Write down exactly the lines of the records below, beginning with the first and ending with the line that includes "the information gain.".

== Segment start ==

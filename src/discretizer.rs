//! Binarization of numeric attributes.
//!
//! Each numeric attribute is replaced by `1` (value above the threshold)
//! or `0` (otherwise), where the threshold is the midpoint between
//! two adjacent sorted values that maximizes the information gain.

use colored::Colorize;
use serde::{Serialize, Deserialize};

use std::fmt;

use crate::sample::{Dataset, Record, Value};
use crate::metrics::information_gain;
use crate::tie_break::{self, TieBreak};
use crate::error::{Id3Error, Result};


/// A split point of a numeric attribute,
/// paired with the information gain it produces.
#[derive(Debug, Clone, PartialEq, Serialize, Deserialize)]
pub struct Threshold {
    /// The binarized attribute.
    pub attribute: String,
    /// Midpoint between two adjacent sorted values.
    pub value: f64,
    /// Information gain of the binarized attribute.
    pub gain: f64,
}


impl Threshold {
    /// Binarize `value` with this threshold.
    #[inline]
    pub fn apply(&self, value: &Value) -> Value {
        binarize(value, self.value)
    }
}


impl fmt::Display for Threshold {
    fn fmt(&self, f: &mut fmt::Formatter<'_>) -> fmt::Result {
        write!(
            f,
            "{} > {:.4} (gain {:.4})",
            self.attribute, self.value, self.gain,
        )
    }
}


/// Returns `1` if `value` is greater than `threshold`, `0` otherwise.
/// Missing and nominal values are returned unchanged.
#[inline]
pub fn binarize(value: &Value, threshold: f64) -> Value {
    match value {
        Value::Numeric(x) => {
            Value::Numeric(if *x > threshold { 1f64 } else { 0f64 })
        },
        other => other.clone(),
    }
}


/// Replaces numeric attributes by their best binarization.
///
/// # Example
/// ```no_run
/// use id3tree::prelude::*;
///
/// let dataset = DatasetReader::new()
///     .file("Autism-Adult-Data.arff")
///     .read()
///     .unwrap();
/// let mut tie = RandomTie::seed(1234);
/// let (binarized, thresholds) = Discretizer::new("Class/ASD")
///     .attributes(["age", "result"])
///     .fit(&dataset, &mut tie)
///     .unwrap();
/// for threshold in thresholds {
///     println!("{threshold}");
/// }
/// ```
#[derive(Debug, Clone)]
pub struct Discretizer {
    target: String,
    attributes: Vec<String>,
    skip_constant: bool,
    verbose: bool,
}


impl Discretizer {
    /// Construct a new instance of `Discretizer`
    /// for the given target attribute.
    pub fn new<S: Into<String>>(target: S) -> Self {
        Self {
            target: target.into(),
            attributes: Vec::new(),
            skip_constant: false,
            verbose: false,
        }
    }


    /// Set the numeric attributes to binarize.
    #[inline]
    pub fn attributes<I, S>(mut self, names: I) -> Self
        where I: IntoIterator<Item = S>,
              S: Into<String>,
    {
        self.attributes = names.into_iter().map(Into::into).collect();
        self
    }


    /// If `true`, an attribute without any threshold candidate
    /// is left unchanged instead of raising
    /// `Id3Error::NoThresholdCandidate`.
    /// Default is `false`.
    #[inline]
    pub fn skip_constant(mut self, flag: bool) -> Self {
        self.skip_constant = flag;
        self
    }


    /// Print the chosen thresholds.
    /// Default is `false`.
    #[inline]
    pub fn verbose(mut self, flag: bool) -> Self {
        self.verbose = flag;
        self
    }


    /// Returns the attributes this discretizer binarizes.
    #[inline]
    pub fn numeric_attributes(&self) -> &[String] {
        &self.attributes[..]
    }


    /// Returns the threshold candidates of `attribute`:
    /// midpoints between adjacent sorted values whose targets
    /// and values both differ. Missing entries are ignored.
    pub fn candidates(&self, dataset: &Dataset, attribute: &str)
        -> Result<Vec<f64>>
    {
        let mut pairs = Vec::with_capacity(dataset.len());
        for record in dataset.records() {
            let value = record.value(attribute)?;
            if value.is_missing() { continue; }
            let x = value.as_f64()
                .ok_or_else(|| Id3Error::NotNumeric {
                    attribute: attribute.to_string(),
                    value: value.to_string(),
                })?;
            pairs.push((x, record.value(&self.target)?));
        }
        pairs.sort_by(|a, b| a.0.total_cmp(&b.0));

        let mut thresholds = pairs.windows(2)
            .filter_map(|w| {
                let (x1, y1) = w[0];
                let (x2, y2) = w[1];
                (y1 != y2 && x1 != x2).then_some((x1 + x2) / 2f64)
            })
            .collect::<Vec<_>>();
        thresholds.dedup();
        Ok(thresholds)
    }


    /// Returns the best binarization of `attribute`
    /// together with the binarized column.
    fn best_split<B>(&self, dataset: &Dataset, attribute: &str, tie: &mut B)
        -> Result<Option<(Threshold, Vec<Value>)>>
        where B: TieBreak + ?Sized
    {
        let thresholds = self.candidates(dataset, attribute)?;

        let mut best_gain = f64::NEG_INFINITY;
        let mut tied: Vec<(Threshold, Vec<Value>)> = Vec::new();
        for value in thresholds {
            // Each trial works on its own projected copy.
            let column = dataset.records()
                .iter()
                .map(|record| record.value(attribute).map(|v| binarize(v, value)))
                .collect::<Result<Vec<_>>>()?;
            let trial = dataset.records()
                .iter()
                .zip(column.iter())
                .map(|(record, x)| {
                    let y = record.value(&self.target)?.clone();
                    Ok(Record::new().with(attribute, x.clone()).with(self.target.as_str(), y))
                })
                .collect::<Result<Vec<_>>>()?;
            let view = trial.iter().collect::<Vec<_>>();
            let gain = information_gain(&view, attribute, &self.target, tie)?;

            let threshold = Threshold {
                attribute: attribute.to_string(),
                value,
                gain,
            };
            if gain > best_gain || tied.is_empty() {
                best_gain = gain;
                tied.clear();
                tied.push((threshold, column));
            } else if gain == best_gain {
                tied.push((threshold, column));
            }
        }

        let n_tied = tied.len();
        let index = (0..n_tied).collect::<Vec<_>>();
        let best = tie_break::pick(tie, &index)
            .copied()
            .map(|k| tied.swap_remove(k));
        Ok(best)
    }


    /// Binarize every configured attribute, in order.
    ///
    /// Returns a fresh copy of `dataset` holding the binarized values
    /// and the chosen thresholds. `dataset` itself is never modified.
    pub fn fit<B>(&self, dataset: &Dataset, tie: &mut B)
        -> Result<(Dataset, Vec<Threshold>)>
        where B: TieBreak + ?Sized
    {
        dataset.attribute(&self.target)?;

        let mut working = dataset.clone();
        let mut thresholds = Vec::with_capacity(self.attributes.len());
        for attribute in self.attributes.iter() {
            working.attribute(attribute)?;
            match self.best_split(&working, attribute, tie)? {
                Some((threshold, column)) => {
                    if self.verbose {
                        println!(
                            "{}    {}",
                            format!("  [{attribute: >16}]").bold().red(),
                            format!("{threshold}").bold().green(),
                        );
                    }
                    working = working.with_column(attribute, column)?;
                    thresholds.push(threshold);
                },
                None if self.skip_constant => {
                    if self.verbose {
                        println!(
                            "{}    {}",
                            format!("  [{attribute: >16}]").bold().red(),
                            "no threshold candidate, left unchanged".bold().yellow(),
                        );
                    }
                },
                None => {
                    return Err(Id3Error::NoThresholdCandidate(attribute.clone()));
                },
            }
        }
        Ok((working, thresholds))
    }
}


#[cfg(test)]
mod tests {
    use super::*;
    use crate::tie_break::{FirstTie, RandomTie};

    fn sample(xs: &[f64], ys: &[&str]) -> Dataset {
        let records = xs.iter()
            .zip(ys)
            .map(|(x, y)| Record::new().with("x", *x).with("y", *y))
            .collect();
        Dataset::from_records(records).unwrap()
    }

    #[test]
    fn test_candidates() {
        let data = sample(
            &[40.0, 48.0, 60.0, 72.0, 80.0, 90.0],
            &["No", "No", "Yes", "Yes", "Yes", "No"],
        );
        let res = Discretizer::new("y").candidates(&data, "x").unwrap();
        let exp = vec![54.0, 85.0];
        assert_eq!(exp, res, "expected {exp:?}, got {res:?}.");
    }

    #[test]
    fn test_equal_values_are_no_candidate() {
        let data = sample(&[1.0, 1.0, 2.0], &["No", "Yes", "Yes"]);
        let res = Discretizer::new("y").candidates(&data, "x").unwrap();
        assert!(res.is_empty(), "got {res:?}.");
    }

    #[test]
    fn test_best_threshold() {
        let data = sample(
            &[40.0, 48.0, 60.0, 72.0, 80.0, 90.0],
            &["No", "No", "Yes", "Yes", "Yes", "No"],
        );
        let (binarized, thresholds) = Discretizer::new("y")
            .attributes(["x"])
            .fit(&data, &mut RandomTie::seed(3))
            .unwrap();

        assert_eq!(thresholds.len(), 1);
        assert_eq!(thresholds[0].value, 54.0);

        let column = binarized.column("x").unwrap();
        let exp = [0.0, 0.0, 1.0, 1.0, 1.0, 1.0].map(Value::from);
        let exp = exp.iter().collect::<Vec<_>>();
        assert_eq!(exp, column, "expected {exp:?}, got {column:?}.");

        // The input is left untouched.
        assert_eq!(data[0]["x"], Value::from(40.0));
    }

    #[test]
    fn test_binary_attribute_splits_at_half() {
        let data = sample(
            &[0.0, 1.0, 0.0, 1.0, 1.0, 0.0, 1.0],
            &["No", "Yes", "No", "Yes", "Yes", "No", "Yes"],
        );
        for seed in 0..8 {
            let (binarized, thresholds) = Discretizer::new("y")
                .attributes(["x"])
                .fit(&data, &mut RandomTie::seed(seed))
                .unwrap();
            assert_eq!(thresholds[0].value, 0.5);
            assert_eq!(binarized, data);
        }
    }

    #[test]
    fn test_no_threshold_candidate() {
        let data = sample(&[3.0, 3.0, 3.0], &["No", "Yes", "No"]);
        let res = Discretizer::new("y")
            .attributes(["x"])
            .fit(&data, &mut FirstTie);
        assert!(matches!(res, Err(Id3Error::NoThresholdCandidate(a)) if a == "x"));

        let (binarized, thresholds) = Discretizer::new("y")
            .attributes(["x"])
            .skip_constant(true)
            .fit(&data, &mut FirstTie)
            .unwrap();
        assert!(thresholds.is_empty());
        assert_eq!(binarized, data);
    }

    #[test]
    fn test_nominal_value_is_rejected() {
        let records = vec![
            Record::new().with("x", 1.0).with("y", "No"),
            Record::new().with("x", "high").with("y", "Yes"),
        ];
        let data = Dataset::from_records(records).unwrap();
        let res = Discretizer::new("y").attributes(["x"]).fit(&data, &mut FirstTie);
        assert!(matches!(res, Err(Id3Error::NotNumeric { .. })));
    }

    #[test]
    fn test_missing_values_stay_missing() {
        let records = vec![
            Record::new().with("x", 10.0).with("y", "No"),
            Record::new().with("x", Value::missing()).with("y", "Yes"),
            Record::new().with("x", 30.0).with("y", "Yes"),
        ];
        let data = Dataset::from_records(records).unwrap();
        let (binarized, thresholds) = Discretizer::new("y")
            .attributes(["x"])
            .fit(&data, &mut FirstTie)
            .unwrap();
        assert_eq!(thresholds[0].value, 20.0);
        assert!(binarized[1]["x"].is_missing());
        assert_eq!(binarized[2]["x"], Value::from(1));
    }
}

== Segment end ==

--- Answer below ---
filename src/discretizer.rs
//! Binarization of numeric attributes.
//!
//! Each numeric attribute is replaced by `1` (value above the threshold)
//! or `0` (otherwise), where the threshold is the midpoint between
//! two adjacent sorted values that maximizes the information gain.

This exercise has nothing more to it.